General
Policy Action Institute perspectives
Today’s guest blogger is Makala D. Carrington, a first-year MPH student at the University of North Carolina at Chapel Hill. APHA sponsored her and 14 other students and early-career professionals to attend its Policy Action Institute, held Feb. 12 in Washington, D.C. She shares her impressions of the event with us here, in part three of this series.
I am so honored to have had this experience. I learned so much at the Policy Action Institute in a short amount of time! Not only was I able to attend, I received an APHA scholarship to subsidize the cost. I would like to share a few takeaways from the event that I will reflect on as an early public health professional and MPH student.
One of the speakers said, “Leaders create change.” This statement hit home for me.
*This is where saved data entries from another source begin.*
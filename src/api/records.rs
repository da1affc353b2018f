//! Animal record API endpoints.

use axum::{
    extract::{rejection::JsonRejection, State},
    Json,
};

use super::{created, error, success, ApiResult};
use crate::errors::{AppError, BARCODE_NOT_FOUND};
use crate::models::{AnimalRecord, BarcodeQuery, StoredRecord};
use crate::AppState;

/// GET /data - List all records.
pub async fn list_records(State(state): State<AppState>) -> ApiResult<Vec<StoredRecord>> {
    let mode = state.config.error_reporting;

    match state.repo.list_records().await {
        Ok(records) => success(records),
        Err(e) => error(e, mode),
    }
}

/// POST /data - Create a new record.
pub async fn create_record(
    State(state): State<AppState>,
    payload: Result<Json<AnimalRecord>, JsonRejection>,
) -> ApiResult<StoredRecord> {
    let mode = state.config.error_reporting;

    let record = match payload {
        Ok(Json(record)) => record,
        Err(rejection) => return error(rejection.into(), mode),
    };

    if let Err(e) = record.validate() {
        tracing::warn!("Rejected record: {}", e);
        return error(e, mode);
    }

    match state.repo.create_record(&record).await {
        Ok(stored) => {
            tracing::info!("Created record {} ({})", stored.id, record.barcode());
            created(stored)
        }
        Err(e) => error(e, mode),
    }
}

/// POST /barcode - Look a record up by its identification code.
pub async fn find_by_barcode(
    State(state): State<AppState>,
    payload: Result<Json<BarcodeQuery>, JsonRejection>,
) -> ApiResult<StoredRecord> {
    let mode = state.config.error_reporting;

    let query = match payload {
        Ok(Json(query)) => query,
        Err(rejection) => return error(rejection.into(), mode),
    };

    match state.repo.find_by_barcode(&query.barcode).await {
        Ok(Some(record)) => success(record),
        Ok(None) => {
            tracing::debug!("No record for barcode {:?}", query.barcode);
            error(AppError::NotFound(BARCODE_NOT_FOUND.to_string()), mode)
        }
        Err(e) => error(e, mode),
    }
}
To become a leader of my generation is one of the main reasons that I pursued my degree and have strong passions in public health. These issues are not a one-stop shop. These issues take courage, patience, passion, resources and servant leadership.
“What’s on your public health ballot for 2020?” asked Abdul El-Sayed, MD, DPhil, an epidemiology professor at Columbia University, at the event. He talked about urban homelessness, mass incarceration, climate change, paid family leave, infrastructure, reproductive rights, funding and rural health — all issues I am passionate about.
Other speakers impressed me with certain points they made. Bechara Choucair, MD, chief community health officer at Kaiser Permanente, said that we must emphasize social health at the same level as mental and physical health.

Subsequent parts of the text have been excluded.